Vernissage le 13/02/2009 à partir de 18h30.

Courriers Sud

Arnaud Contreras s’est rendu à Cap Juby, fort perdu entre désert et Atlantique, à la lisière du Sahara Occidental. Dans ses bagages, des ouvrages présentant la correspondance d’Antoine de Saint Exupery, avec sa mère, ses proches.

Nommé chef de station de l’Aéropostale en 1927, l’aviateur y écrivit « Courrier Sud », son premier roman. Une légende affirme que c’est là que naquit le Petit Prince.

Une rencontre forte avec des lieux ventés, des plaines et bâtiments choqués par le sable et l’Océan. Les clichés de Cap Juby, Tarfaya, sont imprégnés de cette mélancolie saharienne, des mythes créés autour de l’auteur et de l’aventure de l’Aéropostale.

En chemin, le photographe eut la chance de croiser ceux qui défendent la mémoire des lieux, menacés par les appétits de la promotion immobilière et de l’abandon.

Photographies en noir et blanc, extraits sonores, montage et citations des lettres de Saint Ex’ se confrontent dans cette exposition pour vous offrir un voyage sensible sur la ligne. Quelle ligne ?

Exposition du 13 février au 13 mars 2009
Institut Français de Casablanca
121, bd Zerktouni
Casablanca Maroc
Entrée libre

Voir une partie de la série Courriers Sud : www.arnaudcontreras.com

Les feux d’Antinea

Thursday, January 15th, 2009

Hommage à Cheikh Samadate, fondateur des Amis du Hoggar et du festival de Tin Hinan, à Abalessa, sud algérien, disparu récemment.

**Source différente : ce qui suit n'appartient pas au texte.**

use std::collections::BTreeMap;

use serde::{Deserialize, Deserializer, Serialize};
use serde_json::Value;

/// A position accepting either a single `T` or an array of `T`
/// (`AND`/`OR`/`orderBy`). Normalized to a vector internally; serialized
/// back as an array.
#[derive(Clone, Debug, Default, PartialEq, Serialize)]
#[serde(transparent)]
pub struct OneOrMany<T>(pub Vec<T>);

impl<T> OneOrMany<T> {
    /// A single-element group.
    #[must_use]
    pub fn one(value: T) -> Self {
        Self(vec![value])
    }

    /// Iterate over the normalized elements.
    pub fn iter(&self) -> std::slice::Iter<'_, T> {
        self.0.iter()
    }
}

impl<'a, T> IntoIterator for &'a OneOrMany<T> {
    type Item = &'a T;
    type IntoIter = std::slice::Iter<'a, T>;

    fn into_iter(self) -> Self::IntoIter {
        self.0.iter()
    }
}

impl<'de, T: Deserialize<'de>> Deserialize<'de> for OneOrMany<T> {
    fn deserialize<D: Deserializer<'de>>(deserializer: D) -> Result<Self, D::Error> {
        #[derive(Deserialize)]
        #[serde(untagged)]
        enum Repr<T> {
            Many(Vec<T>),
            One(T),
        }
        Ok(match Repr::deserialize(deserializer)? {
            Repr::Many(items) => Self(items),
            Repr::One(item) => Self(vec![item]),
        })
    }
}

/// Sort direction.
#[derive(Clone, Copy, Debug, PartialEq, Eq, Serialize, Deserialize)]
#[serde(rename_all = "lowercase")]
pub enum Direction {
    /// Ascending.
    Asc,
    /// Descending.
    Desc,
}

/// A retrieve request: what to fetch and how to shape it.
///
/// This is the generic runtime value; which of its parts a caller may
/// actually use is governed by the synthesized retrieve type (decode time)
/// and by the policy engine (authorization time).
#[derive(Clone, Debug, Default, PartialEq, Serialize, Deserialize)]
pub struct Retrieve {
    /// Field selection; absent means the default (non-entity) fields.
    #[serde(default, skip_serializing_if = "Option::is_none")]
    pub select: Option<Selection>,
    /// Row filter.
    #[serde(rename = "where", default, skip_serializing_if = "Option::is_none")]
    pub filter: Option<WhereTree>,
    /// Sort specification.
    #[serde(rename = "orderBy", default, skip_serializing_if = "Option::is_none")]
    pub order_by: Option<OneOrMany<OrderByTree>>,
    /// Maximum number of rows.
    #[serde(default, skip_serializing_if = "Option::is_none")]
    pub take: Option<u64>,
    /// Number of rows to skip.
    #[serde(default, skip_serializing_if = "Option::is_none")]
    pub skip: Option<u64>,
}

impl Retrieve {
    /// A retrieve carrying only a selection.
    #[must_use]
    pub fn selecting(selection: Selection) -> Self {
        Self {
            select: Some(selection),
            ..Self::default()
        }
    }

    /// Deserialize from a decoded JSON value.
    ///
    /// # Errors
    ///
    /// Returns the underlying serde error when the value does not have the
    /// retrieve shape; values decoded against a synthesized retrieve type
    /// always convert cleanly.
    pub fn from_value(value: &Value) -> Result<Self, serde_json::Error> {
        serde_json::from_value(value.clone())
    }

    /// Serialize back to the wire shape.
    ///
    /// # Panics
    ///
    /// Never panics: every field of the retrieve model is JSON-representable.
    #[must_use]
    pub fn to_value(&self) -> Value {
        serde_json::to_value(self).unwrap_or_else(|_| unreachable!("retrieve is always JSON"))
    }
}

/// A select tree: field name to `true`/`false` or a nested sub-retrieve.
#[derive(Clone, Debug, Default, PartialEq, Serialize, Deserialize)]
#[serde(transparent)]
pub struct Selection(pub BTreeMap<String, SelectionEntry>);

impl Selection {
    /// Build from `(field, entry)` pairs.
    #[must_use]
    pub fn from_entries(
        entries: impl IntoIterator<Item = (impl Into<String>, SelectionEntry)>,
    ) -> Self {
        Self(entries.into_iter().map(|(k, v)| (k.into(), v)).collect())
    }

    /// Returns `true` if the field is selected (as `true` or with a nested
    /// sub-retrieve).
    #[must_use]
    pub fn is_selected(&self, field: &str) -> bool {
        match self.0.get(field) {
            Some(SelectionEntry::Flag(flag)) => *flag,
            Some(SelectionEntry::Nested(_)) => true,
            None => false,
        }
    }

    /// Iterate over the effectively selected `(field, entry)` pairs,
    /// skipping `false` flags.
    pub fn selected(&self) -> impl Iterator<Item = (&String, &SelectionEntry)> {
        self.0
            .iter()
            .filter(|(_, entry)| !matches!(entry, SelectionEntry::Flag(false)))
    }

    /// Returns `true` if nothing is effectively selected.
    #[must_use]
    pub fn is_empty(&self) -> bool {
        self.selected().next().is_none()
    }
}

/// One select position.
#[derive(Clone, Debug, PartialEq, Serialize, Deserialize)]
#[serde(untagged)]
pub enum SelectionEntry {
    /// `true` selects the field wholesale (an entity field with its default
    /// non-entity sub-fields); `false` deselects.
    Flag(bool),
    /// Nested sub-retrieve for entity fields, or `{select: ...}` for
    /// embedded objects.
    Nested(Box<Retrieve>),
}

impl SelectionEntry {
    /// Shorthand for a nested `{select: ...}` entry.
    #[must_use]
    pub fn nested(selection: Selection) -> Self {
        Self::Nested(Box::new(Retrieve::selecting(selection)))
    }
}

/// A recursive filter predicate tree.
///
/// Field keys carry per-field predicates; `AND`/`OR`/`NOT` compose nested
/// trees. The synthesized where type is what restricts which fields may
/// appear here.
#[derive(Clone, Debug, Default, PartialEq, Serialize, Deserialize)]
pub struct WhereTree {
    /// Conjunction of nested filters.
    #[serde(rename = "AND", default, skip_serializing_if = "Option::is_none")]
    pub and: Option<OneOrMany<WhereTree>>,
    /// Disjunction of nested filters.
    #[serde(rename = "OR", default, skip_serializing_if = "Option::is_none")]
    pub or: Option<OneOrMany<WhereTree>>,
    /// Negated nested filters.
    #[serde(rename = "NOT", default, skip_serializing_if = "Option::is_none")]
    pub not: Option<OneOrMany<WhereTree>>,
    /// Per-field predicates.
    #[serde(flatten)]
    pub fields: BTreeMap<String, FieldPredicate>,
}

impl WhereTree {
    /// A tree with a single field predicate.
    #[must_use]
    pub fn field(name: impl Into<String>, predicate: FieldPredicate) -> Self {
        Self {
            fields: BTreeMap::from([(name.into(), predicate)]),
            ..Self::default()
        }
    }

    /// `AND` of the given trees.
    #[must_use]
    pub fn all_of(trees: Vec<Self>) -> Self {
        Self {
            and: Some(OneOrMany(trees)),
            ..Self::default()
        }
    }

    /// `OR` of the given trees.
    #[must_use]
    pub fn any_of(trees: Vec<Self>) -> Self {
        Self {
            or: Some(OneOrMany(trees)),
            ..Self::default()
        }
    }

    /// Returns `true` if the tree has no predicates and no composition.
    #[must_use]
    pub fn is_empty(&self) -> bool {
        self.and.is_none() && self.or.is_none() && self.not.is_none() && self.fields.is_empty()
    }

    /// Returns `true` if the tree uses `AND`/`OR`/`NOT` composition at the
    /// top level.
    #[must_use]
    pub fn has_composition(&self) -> bool {
        self.and.is_some() || self.or.is_some() || self.not.is_some()
    }
}

/// Per-field predicate inside a [`WhereTree`].
#[derive(Clone, Debug, PartialEq, Serialize, Deserialize)]
#[serde(untagged)]
pub enum FieldPredicate {
    /// Scalar leaf: `{equals?, in?}`.
    Scalar(ScalarPredicate),
    /// Array-of-entity field: `{some?, every?, none?}`.
    Quantified(QuantifiedPredicate),
    /// Single entity field: a nested where on that entity.
    Entity(Box<WhereTree>),
}

impl FieldPredicate {
    /// Equality predicate on a scalar field.
    #[must_use]
    pub fn equals(value: Value) -> Self {
        Self::Scalar(ScalarPredicate {
            equals: Some(value),
            r#in: None,
        })
    }

    /// Set-membership predicate on a scalar field.
    #[must_use]
    pub fn within(values: Vec<Value>) -> Self {
        Self::Scalar(ScalarPredicate {
            equals: None,
            r#in: Some(values),
        })
    }

    /// `some` quantifier on an array-of-entity field.
    #[must_use]
    pub fn some(filter: WhereTree) -> Self {
        Self::Quantified(QuantifiedPredicate {
            some: Some(Box::new(filter)),
            every: None,
            none: None,
        })
    }
}

/// Scalar leaf predicate.
#[derive(Clone, Debug, Default, PartialEq, Serialize, Deserialize)]
#[serde(deny_unknown_fields)]
pub struct ScalarPredicate {
    /// Exact match.
    #[serde(default, skip_serializing_if = "Option::is_none")]
    pub equals: Option<Value>,
    /// Set membership.
    #[serde(default, skip_serializing_if = "Option::is_none")]
    pub r#in: Option<Vec<Value>>,
}

/// Quantified predicate over an array-of-entity field.
#[derive(Clone, Debug, Default, PartialEq, Serialize, Deserialize)]
#[serde(deny_unknown_fields)]
pub struct QuantifiedPredicate {
    /// At least one element matches.
    #[serde(default, skip_serializing_if = "Option::is_none")]
    pub some: Option<Box<WhereTree>>,
    /// Every element matches.
    #[serde(default, skip_serializing_if = "Option::is_none")]
    pub every: Option<Box<WhereTree>>,
    /// No element matches.
    #[serde(default, skip_serializing_if = "Option::is_none")]
    pub none: Option<Box<WhereTree>>,
}

impl QuantifiedPredicate {
    /// Iterate over the present quantifier branches.
    pub fn branches(&self) -> impl Iterator<Item = &WhereTree> {
        [self.some.as_deref(), self.every.as_deref(), self.none.as_deref()]
            .into_iter()
            .flatten()
    }
}

/// A per-field direction map, recursing into nested entities; `_count`
/// orders by collection size.
#[derive(Clone, Debug, Default, PartialEq, Serialize, Deserialize)]
#[serde(transparent)]
pub struct OrderByTree(pub BTreeMap<String, OrderByEntry>);

impl OrderByTree {
    /// A tree ordering a single field.
    #[must_use]
    pub fn field(name: impl Into<String>, entry: OrderByEntry) -> Self {
        Self(BTreeMap::from([(name.into(), entry)]))
    }
}

/// One orderBy position.
#[derive(Clone, Debug, PartialEq, Serialize, Deserialize)]
#[serde(untagged)]
pub enum OrderByEntry {
    /// Order by this field's value.
    Direction(Direction),
    /// Recurse into a nested entity (or `{_count: direction}` for arrays).
    Nested(OrderByTree),
}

J’ai rencontré Samadate il y a trois ans, quelques jours avant l’ouverture de son festival. Dans le bureau de Moktar Zounga, ancien maire de Tamanrasset, il déployait toute son énergie à convaincre les personnes présentes dans la pièce de contribuer à la réussite de son entreprise.
Quelques jours plus tard nous nous retrouvions au pied du tombeau de Tin Hinan.
À quelques heures de “l’ouverture”, il me bombarde “directeur artistique” du festival. En résumé, il me demande conseil pour savoir où placer les tentes principales, comment les orienter, où les voitures devaient être parquées…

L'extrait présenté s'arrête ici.